BY SLANDROUS TONGUES by Mercedes Lackey and Roberta Gellis is the third book in a fantasy series which began with This Scepter'd Isle and Ill Met by Moonlight. The elves of Britain have seen various futures following the death of Henry VIII - most of them involving a time of absolute misery under his daughter Mary and a time of great joy under his daughter Elizabeth. The dark elves, who feed from hatred and pain and fear, cannot wait for Mary to rule, and want to stop Elizabeth from ever ruling. The bright elves, who feed from love and joy, wish to protect Elizabeth. Henry VIII has passed away now, and his young son is on the throne. The visions of Mary and Elizabeth remain, as well as a new vision - a flickering view of a sad and tragic young girl briefly taking the throne. The dark Court, forbidden by King Oberon to harm Elizabeth directly, decide to take a new path - killing her Bright Court protectors, and destroying her with gossip and slander in the human world. But her protectors might not be so easy to slay - and Elizabeth does not prove to be easy prey for the enspelled ladies' man (and her stepfather) - Thomas Seymour.
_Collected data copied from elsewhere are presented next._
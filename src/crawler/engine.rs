//! Crawl orchestration
//!
//! For each category the engine asks the adapter for its facet dimensions,
//! runs the partitioner and the unit workers side by side, and reports how
//! the category ended. Query units flow from the partitioner to the workers
//! over a bounded channel; at most `concurrency` units are paginated at once.

use crate::adapter::SiteAdapter;
use crate::catalog::{Category, FacetDimension, QueryUnit};
use crate::config::CrawlerConfig;
use crate::crawler::context::{CrawlContext, Disposition};
use crate::crawler::{FacetPartitioner, Paginator, RetryPolicy};
use crate::output::{CategoryReport, RunSummary};
use crate::state::{CategoryOutcome, RunState};
use crate::storage::RecordSink;
use crate::HarvestError;
use chrono::Utc;
use std::sync::Arc;
use std::time::{Duration, Instant};
use tokio::sync::{mpsc, Semaphore};
use tokio::task::JoinSet;
use tokio_util::sync::CancellationToken;

/// Engine knobs, usually taken from `[crawler]`
#[derive(Debug, Clone)]
pub struct EngineSettings {
    /// Records per category before it stops (0 = unlimited)
    pub limit_per_category: u64,

    /// Units paginated in parallel and adapter calls in flight
    pub concurrency: usize,

    pub retry: RetryPolicy,

    /// Cancel the run after this long
    pub run_timeout: Option<Duration>,
}

impl EngineSettings {
    pub fn from_config(config: &CrawlerConfig) -> Self {
        Self {
            limit_per_category: config.limit_per_category,
            concurrency: config.concurrency.max(1) as usize,
            retry: RetryPolicy::from_config(config),
            run_timeout: (config.run_timeout_secs > 0)
                .then(|| Duration::from_secs(config.run_timeout_secs)),
        }
    }
}

impl Default for EngineSettings {
    fn default() -> Self {
        Self::from_config(&CrawlerConfig::default())
    }
}

/// Runs a harvest over a list of categories for one site
pub struct CrawlEngine {
    adapter: Arc<dyn SiteAdapter>,
    sink: Box<dyn RecordSink>,
    settings: EngineSettings,
    state: Arc<RunState>,
    cancel: CancellationToken,
}

impl CrawlEngine {
    pub fn new(
        adapter: Arc<dyn SiteAdapter>,
        sink: Box<dyn RecordSink>,
        settings: EngineSettings,
    ) -> Self {
        Self {
            adapter,
            sink,
            settings,
            state: Arc::new(RunState::new()),
            cancel: CancellationToken::new(),
        }
    }

    /// Starts from existing state, e.g. history loaded for `--resume`
    pub fn with_state(mut self, state: RunState) -> Self {
        self.state = Arc::new(state);
        self
    }

    /// Token that stops the run gracefully when cancelled
    pub fn cancellation_token(&self) -> CancellationToken {
        self.cancel.clone()
    }

    /// Shared run state, readable while the run is in progress
    pub fn state(&self) -> Arc<RunState> {
        Arc::clone(&self.state)
    }

    /// Harvests every category in order
    ///
    /// # Arguments
    ///
    /// * `categories` - Categories to traverse, in order
    ///
    /// # Returns
    ///
    /// * `Ok(RunSummary)` - The run finished or was stopped gracefully
    /// * `Err(HarvestError)` - No categories were given, or the sink failed
    pub async fn run(self, categories: &[Category]) -> Result<RunSummary, HarvestError> {
        let site = self.adapter.name().to_string();
        if categories.is_empty() {
            return Err(HarvestError::NoCategories(site));
        }

        let started_at = Utc::now();
        let start = Instant::now();

        let ctx = Arc::new(CrawlContext::new(
            self.adapter,
            self.sink,
            self.state,
            self.settings.retry,
            self.settings.limit_per_category,
            self.settings.concurrency,
            self.cancel.clone(),
        ));

        let timer = self.settings.run_timeout.map(|timeout| {
            let cancel = self.cancel.clone();
            tokio::spawn(async move {
                tokio::select! {
                    _ = tokio::time::sleep(timeout) => {
                        tracing::warn!("Run timeout of {:?} reached, stopping", timeout);
                        cancel.cancel();
                    }
                    _ = cancel.cancelled() => {}
                }
            })
        });

        tracing::info!(
            "Harvesting {} categories from {} (limit {}, concurrency {})",
            categories.len(),
            site,
            ctx.limit,
            ctx.concurrency
        );

        let mut reports = Vec::with_capacity(categories.len());
        for category in categories {
            let leaves = if ctx.cancel.is_cancelled() {
                0
            } else {
                crawl_category(&ctx, category).await
            };

            let outcome = if ctx.limit_reached(&category.name) {
                CategoryOutcome::LimitReached
            } else if ctx.cancel.is_cancelled() {
                CategoryOutcome::Interrupted
            } else {
                CategoryOutcome::Complete
            };

            let tally = ctx.state.tally(&category.name);
            tracing::info!(
                category = %category.name,
                outcome = %outcome,
                written = tally.written,
                total = tally.total(),
                "Category finished"
            );

            reports.push(CategoryReport {
                name: category.name.clone(),
                outcome,
                leaves,
                tally,
            });
        }

        if let Some(timer) = timer {
            timer.abort();
        }

        if let Err(e) = ctx.flush() {
            tracing::error!("Failed to flush record sink: {}", e);
            return Err(e.into());
        }
        if let Some(e) = ctx.take_storage_failure() {
            return Err(e.into());
        }

        let summary = RunSummary {
            site,
            started_at,
            finished_at: Utc::now(),
            duration: start.elapsed(),
            interrupted: ctx.cancel.is_cancelled(),
            categories: reports,
        };

        tracing::info!(
            "Harvest finished: {} records written in {:.1}s{}",
            summary.total_written(),
            summary.duration.as_secs_f64(),
            if summary.interrupted {
                " (interrupted)"
            } else {
                ""
            }
        );

        Ok(summary)
    }
}

/// Traverses one category; returns the number of query units found
async fn crawl_category(ctx: &Arc<CrawlContext>, category: &Category) -> u64 {
    if ctx.limit_reached(&category.name) {
        tracing::info!(
            category = %category.name,
            "Limit already reached by earlier runs, skipping"
        );
        return 0;
    }

    tracing::info!(category = %category.name, "Starting category");

    let adapter = ctx.adapter.as_ref();
    let label = format!("dimensions [{}]", category.name);
    let dimensions: Vec<FacetDimension> = ctx
        .call_or_prune(category, &label, move || adapter.category_dimensions(category))
        .await;

    let (units_tx, units_rx) = mpsc::channel(ctx.concurrency * 2);
    let partitioner = FacetPartitioner::new(Arc::clone(ctx));

    let (leaves, ()) = tokio::join!(
        partitioner.partition(category, &dimensions, units_tx),
        consume_units(ctx, units_rx)
    );
    leaves
}

/// Paginates units as they arrive, `concurrency` at a time
async fn consume_units(ctx: &Arc<CrawlContext>, mut units: mpsc::Receiver<QueryUnit>) {
    let workers = Arc::new(Semaphore::new(ctx.concurrency));
    let mut tasks = JoinSet::new();

    while let Some(unit) = units.recv().await {
        if ctx.should_stop(&unit.category.name) {
            continue;
        }

        let permit = match Arc::clone(&workers).acquire_owned().await {
            Ok(permit) => permit,
            Err(_) => break,
        };
        let ctx = Arc::clone(ctx);
        tasks.spawn(async move {
            let _permit = permit;
            process_unit(&ctx, &unit).await;
        });
    }

    while let Some(result) = tasks.join_next().await {
        if let Err(e) = result {
            tracing::error!("Unit worker panicked: {}", e);
        }
    }
}

/// Paginates one unit and offers every listing to the sink
async fn process_unit(ctx: &CrawlContext, unit: &QueryUnit) {
    let category = &unit.category;
    if ctx.should_stop(&category.name) {
        return;
    }
    ctx.state.note_unit(&category.name);

    tracing::info!(
        category = %category.name,
        selection = %unit.selection,
        results = unit.result_count,
        "Paginating query unit"
    );

    let mut paginator = Paginator::new(ctx, unit);
    'pages: while let Some(page) = paginator.next_page().await {
        let mut written = 0;
        for raw in &page.records {
            if ctx.should_stop(&category.name) {
                break 'pages;
            }
            match ctx.accept(raw, category) {
                Disposition::Written => written += 1,
                Disposition::OverLimit | Disposition::Failed => break 'pages,
                _ => {}
            }
        }

        tracing::info!(
            category = %category.name,
            selection = %unit.selection,
            page = page.index,
            written,
            total = ctx.state.category_total(&category.name),
            "Page processed"
        );
    }
}
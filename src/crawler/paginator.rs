//! Sequential pagination of one query unit

use crate::catalog::{Page, QueryUnit, RawRecord};
use crate::crawler::context::CrawlContext;
use std::collections::HashSet;

/// Walks the pages of a query unit in order
///
/// Pagination ends at the first empty page, at a page the site declares as
/// the last one, at the adapter's page ceiling, or as soon as the run is
/// cancelled or the category limit is reached. A page fetch that still fails
/// after retries counts as empty.
///
/// Sites that answer an out-of-range page with an earlier page again are
/// caught two ways: a page holding no listing not already seen in this unit
/// ends the unit, and a unit never fetches more non-empty pages than the
/// listings its count reported.
pub struct Paginator<'a> {
    ctx: &'a CrawlContext,
    unit: &'a QueryUnit,
    next: Option<u32>,
    fetched: u32,
    filled: u64,
    listings: HashSet<String>,
}

impl<'a> Paginator<'a> {
    pub fn new(ctx: &'a CrawlContext, unit: &'a QueryUnit) -> Self {
        Self {
            ctx,
            unit,
            next: Some(ctx.adapter.first_page_index()),
            fetched: 0,
            filled: 0,
            listings: HashSet::new(),
        }
    }

    /// Pages fetched so far, including the final empty one
    pub fn pages_fetched(&self) -> u32 {
        self.fetched
    }

    /// Fetches the next page, or returns `None` when pagination is over
    pub async fn next_page(&mut self) -> Option<Page> {
        let index = self.next?;
        let unit = self.unit;
        let category = &unit.category;

        if self.ctx.should_stop(&category.name) {
            self.next = None;
            return None;
        }

        if self.filled >= unit.result_count.max(1) {
            tracing::debug!(
                category = %category.name,
                selection = %unit.selection,
                "{} pages already cover the reported {} results",
                self.filled,
                unit.result_count
            );
            self.next = None;
            return None;
        }

        if let Some(max) = self.ctx.adapter.max_pages_per_unit() {
            if self.fetched >= max {
                tracing::debug!(
                    category = %category.name,
                    selection = %unit.selection,
                    "Reached page ceiling of {}",
                    max
                );
                self.next = None;
                return None;
            }
        }

        let adapter = self.ctx.adapter.as_ref();
        let selection = &unit.selection;
        let label = format!("page {} [{} / {}]", index, category.name, selection);
        let page: Page = self
            .ctx
            .call_or_prune(category, &label, move || {
                adapter.fetch_page(category, selection, index)
            })
            .await;
        self.fetched += 1;

        if page.is_empty() {
            tracing::debug!(
                category = %category.name,
                selection = %selection,
                "Page {} is empty, unit finished",
                index
            );
            self.next = None;
            return None;
        }

        if !self.adds_listings(&page) {
            tracing::debug!(
                category = %category.name,
                selection = %selection,
                "Page {} repeats listings already seen, unit finished",
                index
            );
            self.next = None;
            return None;
        }

        self.filled += 1;
        self.ctx.state.note_page(&category.name);
        self.next = if page.is_last() {
            None
        } else {
            index.checked_add(1)
        };
        Some(page)
    }

    /// Records the page's listings, true if any of them is new to this unit
    fn adds_listings(&mut self, page: &Page) -> bool {
        let mut added = false;
        for raw in &page.records {
            let key = self.listing_key(raw);
            added |= self.listings.insert(key);
        }
        added
    }

    /// Product id when the listing extracts, otherwise the raw listing itself
    fn listing_key(&self, raw: &RawRecord) -> String {
        match self.ctx.adapter.extract(raw, &self.unit.category) {
            Ok(record) if !record.id.is_empty() => record.id,
            _ => raw.to_string(),
        }
    }
}
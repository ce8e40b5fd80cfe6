//! HTTP client abstraction for calling recommender backends and the book catalog
//!
//! Outbound calls go through the [`HttpClient`] trait so the pooled hyper client used in
//! production can be swapped for a mock in tests.
use async_trait::async_trait;
use axum::body::Bytes;
use axum::http::{Method, StatusCode, header::ACCEPT};
use axum::response::IntoResponse;
use hyper_util::{client::legacy::Client, rt::TokioExecutor};
use std::time::Duration;
use url::Url;

use crate::errors::BackendError;

pub type HyperClient = Client<
    hyper_tls::HttpsConnector<hyper_util::client::legacy::connect::HttpConnector>,
    axum::body::Body,
>;

#[async_trait]
pub trait HttpClient: std::fmt::Debug {
    async fn request(
        &self,
        req: axum::extract::Request,
    ) -> Result<axum::response::Response, Box<dyn std::error::Error + Send + Sync>>;
}

#[async_trait]
impl HttpClient for HyperClient {
    async fn request(
        &self,
        req: axum::extract::Request,
    ) -> Result<axum::response::Response, Box<dyn std::error::Error + Send + Sync>> {
        self.request(req)
            .await
            .map(|res| res.into_response())
            .map_err(|e| Box::new(e) as Box<dyn std::error::Error + Send + Sync>)
    }
}

/// Connection pool settings for [`create_hyper_client`].
#[derive(Debug, Clone, Copy)]
pub struct PoolConfig {
    pub idle_timeout: Duration,
    pub max_idle_per_host: usize,
}

impl Default for PoolConfig {
    fn default() -> Self {
        Self {
            idle_timeout: Duration::from_secs(90),
            max_idle_per_host: 32,
        }
    }
}

pub fn create_hyper_client(pool: PoolConfig) -> HyperClient {
    let https = hyper_tls::HttpsConnector::new();

    tracing::debug!(
        "HTTP client pool config: idle_timeout={:?}, max_idle_per_host={}",
        pool.idle_timeout,
        pool.max_idle_per_host
    );

    Client::builder(TokioExecutor::new())
        .pool_idle_timeout(pool.idle_timeout)
        .pool_max_idle_per_host(pool.max_idle_per_host)
        .pool_timer(hyper_util::rt::TokioTimer::new())
        .build(https)
}

/// Upper bound on a buffered response body.
const MAX_BODY_BYTES: usize = 16 * 1024 * 1024;

/// Issues a `GET` for JSON and buffers the body, all within `timeout`. Non-2xx statuses are
/// returned as-is for the caller to interpret.
pub(crate) async fn get_json_bytes<T>(
    client: &T,
    url: &Url,
    timeout: Duration,
) -> Result<(StatusCode, Bytes), BackendError>
where
    T: HttpClient + ?Sized,
{
    let req = axum::http::Request::builder()
        .method(Method::GET)
        .uri(url.as_str())
        .header(ACCEPT, "application/json")
        .body(axum::body::Body::empty())
        .map_err(|e| BackendError::InvalidRequest(e.to_string()))?;

    let exchange = async {
        let response = client
            .request(req)
            .await
            .map_err(|e| BackendError::Unavailable(e.to_string()))?;
        let status = response.status();
        let body = axum::body::to_bytes(response.into_body(), MAX_BODY_BYTES)
            .await
            .map_err(|e| BackendError::Unavailable(e.to_string()))?;
        Ok::<_, BackendError>((status, body))
    };

    match tokio::time::timeout(timeout, exchange).await {
        Ok(result) => result,
        Err(_) => Err(BackendError::Timeout(timeout)),
    }
}
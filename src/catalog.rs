//! Book lookup used to hydrate recommender results into full catalog records.
//!
//! The catalog itself lives in another service; [`CatalogClient`] fetches single books from it
//! over HTTP. Anything implementing [`BookLookup`] can be plugged into the proxy instead.
use async_trait::async_trait;
use axum::http::StatusCode;
use std::time::Duration;
use tracing::trace;
use url::Url;

use crate::client::{HttpClient, get_json_bytes};
use crate::errors::BookLookupError;
use crate::models::{ApiResponse, BookResponse};

#[async_trait]
pub trait BookLookup: std::fmt::Debug + Send + Sync {
    async fn get_book(&self, id: i64) -> Result<BookResponse, BookLookupError>;
}

/// Reads books from `{base_url}/books/{id}`, which answers with the usual `ApiResponse` envelope.
#[derive(Debug, Clone)]
pub struct CatalogClient<T: HttpClient> {
    base_url: Url,
    http_client: T,
    timeout: Duration,
}

impl<T: HttpClient> CatalogClient<T> {
    pub fn new(base_url: Url, http_client: T, timeout: Duration) -> Self {
        Self {
            base_url,
            http_client,
            timeout,
        }
    }

    fn book_url(&self, id: i64) -> Result<Url, BookLookupError> {
        let mut url = self.base_url.clone();
        url.path_segments_mut()
            .map_err(|_| BookLookupError::Unavailable {
                id,
                reason: format!("catalog URL {} cannot be a base", self.base_url),
            })?
            .pop_if_empty()
            .push("books")
            .push(&id.to_string());
        Ok(url)
    }
}

#[async_trait]
impl<T: HttpClient + Send + Sync> BookLookup for CatalogClient<T> {
    async fn get_book(&self, id: i64) -> Result<BookResponse, BookLookupError> {
        let url = self.book_url(id)?;
        trace!(%url, "Looking up book");

        let (status, body) = get_json_bytes(&self.http_client, &url, self.timeout)
            .await
            .map_err(|e| BookLookupError::Unavailable {
                id,
                reason: e.to_string(),
            })?;

        if status == StatusCode::NOT_FOUND {
            return Err(BookLookupError::NotFound(id));
        }
        if !status.is_success() {
            return Err(BookLookupError::Unavailable {
                id,
                reason: format!("catalog responded with status {status}"),
            });
        }

        let envelope: ApiResponse<BookResponse> =
            serde_json::from_slice(&body).map_err(|e| BookLookupError::Unavailable {
                id,
                reason: e.to_string(),
            })?;
        envelope.data.ok_or(BookLookupError::NotFound(id))
    }
}
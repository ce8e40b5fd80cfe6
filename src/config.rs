//! Command-line configuration for the router binary
//!
//! The model registry, catalog location and admin keys come from the JSON config file; everything
//! about how this process runs comes from flags (or their environment variables).
use anyhow::anyhow;
use clap::{ArgAction, Parser};
use recsys_router::DEFAULT_API_PREFIX;
use recsys_router::client::PoolConfig;
use recsys_router::proxy::DEFAULT_REQUEST_TIMEOUT;
use std::path::PathBuf;
use std::time::Duration;

#[derive(Debug, Clone, Parser)]
#[command(version, about, long_about = None)]
pub struct Config {
    /// The port on which the API server will listen.
    #[arg(short = 'p', long, env = "RECSYS_PORT", default_value_t = 3000)]
    pub port: u16,

    /// The JSON file holding the model registry, catalog location and admin keys.
    #[arg(short = 'f', long, env = "RECSYS_CONFIG")]
    pub config: PathBuf,

    /// Path prefix all API routes are mounted under.
    #[arg(long, env = "RECSYS_API_PREFIX", default_value = DEFAULT_API_PREFIX)]
    pub api_prefix: String,

    /// Upper bound (in milliseconds) on each call to a recommender backend or the catalog.
    #[arg(long, env = "RECSYS_REQUEST_TIMEOUT_MS", default_value_t = DEFAULT_REQUEST_TIMEOUT.as_millis() as u64)]
    pub request_timeout_ms: u64,

    /// The port on which the metrics server will listen.
    #[arg(long, default_value_t = 9090)]
    pub metrics_port: u16,

    /// Whether to enable the metrics endpoint (`--metrics false` turns it off).
    #[arg(short = 'm', long, env = "RECSYS_METRICS", default_value_t = true, action = ArgAction::Set)]
    pub metrics: bool,

    /// The prefix to use for metrics.
    #[arg(long, default_value = "recsys_router")]
    pub metrics_prefix: String,

    /// Maximum number of idle HTTP connections to keep alive per backend host.
    #[arg(long, default_value_t = 32)]
    pub pool_max_idle_per_host: usize,

    /// How long (in seconds) to keep idle HTTP connections alive.
    #[arg(long, default_value_t = 90)]
    pub pool_idle_timeout_secs: u64,
}

impl Config {
    pub fn validate(self) -> Result<Self, anyhow::Error> {
        if !self.config.exists() {
            return Err(anyhow!(
                "Config file '{}' does not exist",
                self.config.display()
            ));
        }
        if self.request_timeout_ms == 0 {
            return Err(anyhow!("--request-timeout-ms must be greater than zero"));
        }
        Ok(self)
    }

    pub fn request_timeout(&self) -> Duration {
        Duration::from_millis(self.request_timeout_ms)
    }

    pub fn pool(&self) -> PoolConfig {
        PoolConfig {
            idle_timeout: Duration::from_secs(self.pool_idle_timeout_secs),
            max_idle_per_host: self.pool_max_idle_per_host,
        }
    }
}

#[cfg(test)]
mod tests {
    use super::*;

    #[test]
    fn test_defaults() {
        let config = Config::parse_from(["recsys-router", "--config", "models.json"]);
        assert_eq!(config.port, 3000);
        assert_eq!(config.api_prefix, "/api/v1");
        assert_eq!(config.request_timeout(), Duration::from_secs(5));
        assert_eq!(config.pool().max_idle_per_host, 32);
        assert!(config.metrics);
    }

    #[test]
    fn test_metrics_can_be_disabled() {
        let config =
            Config::parse_from(["recsys-router", "-f", "models.json", "--metrics", "false"]);
        assert!(!config.metrics);

        let config = Config::parse_from(["recsys-router", "-f", "models.json", "-m", "true"]);
        assert!(config.metrics);
    }

    #[test]
    fn test_missing_config_file_fails_validation() {
        let config = Config::parse_from(["recsys-router", "-f", "/no/such/models.json"]);
        let err = config.validate().unwrap_err();
        assert!(err.to_string().contains("does not exist"));
    }

    #[test]
    fn test_zero_timeout_fails_validation() {
        let file = tempfile::NamedTempFile::new().unwrap();
        let config = Config::parse_from([
            "recsys-router",
            "-f",
            file.path().to_str().unwrap(),
            "--request-timeout-ms",
            "0",
        ]);
        assert!(config.validate().is_err());
    }
}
THE AMERICAN PLAGUE by Molly Caldwell Crosby tells of Yellow Fever, and how it has formed American history. The first section of the book tells of a great epidemic in the Mississippi Valley in 1878 which made some 200,000 people sick and killed so many people in Memphis alone that only that city's death toll was greater than that of the San Francisco Earthquake, the Chicago Fire, and the Johnstown Flood combined. The slow Federal response infuriated many, and caused confidence in the government and its ability to handle a crisis to plunge. The epidemic was the Katrina of its day - a natural horror compounded by bungling and slow bureaucracy. The second section of the book tells of Walter Reed and the brave medical crew he led in their efforts to find the source of transmission of the dreaded disease, which is thought to have killed some 500,000 Americans alone from the time the  slave ships brought it from Africa to the year 1900. Interesting, though very grim, stuff.

HORSE OF A DIFFERENT COLOR by Jim Squires is the story of Kentucky Derby winner Monarchos, by the man who bred him. Race horse breeding is both fascinating - in that even a very small farm like Two Bucks can breed a champion - and heart breaking with events like the death of a long awaited and prized foal or in the forced sale of a cherished horse in order to keep the rest of the horses in feed for another year.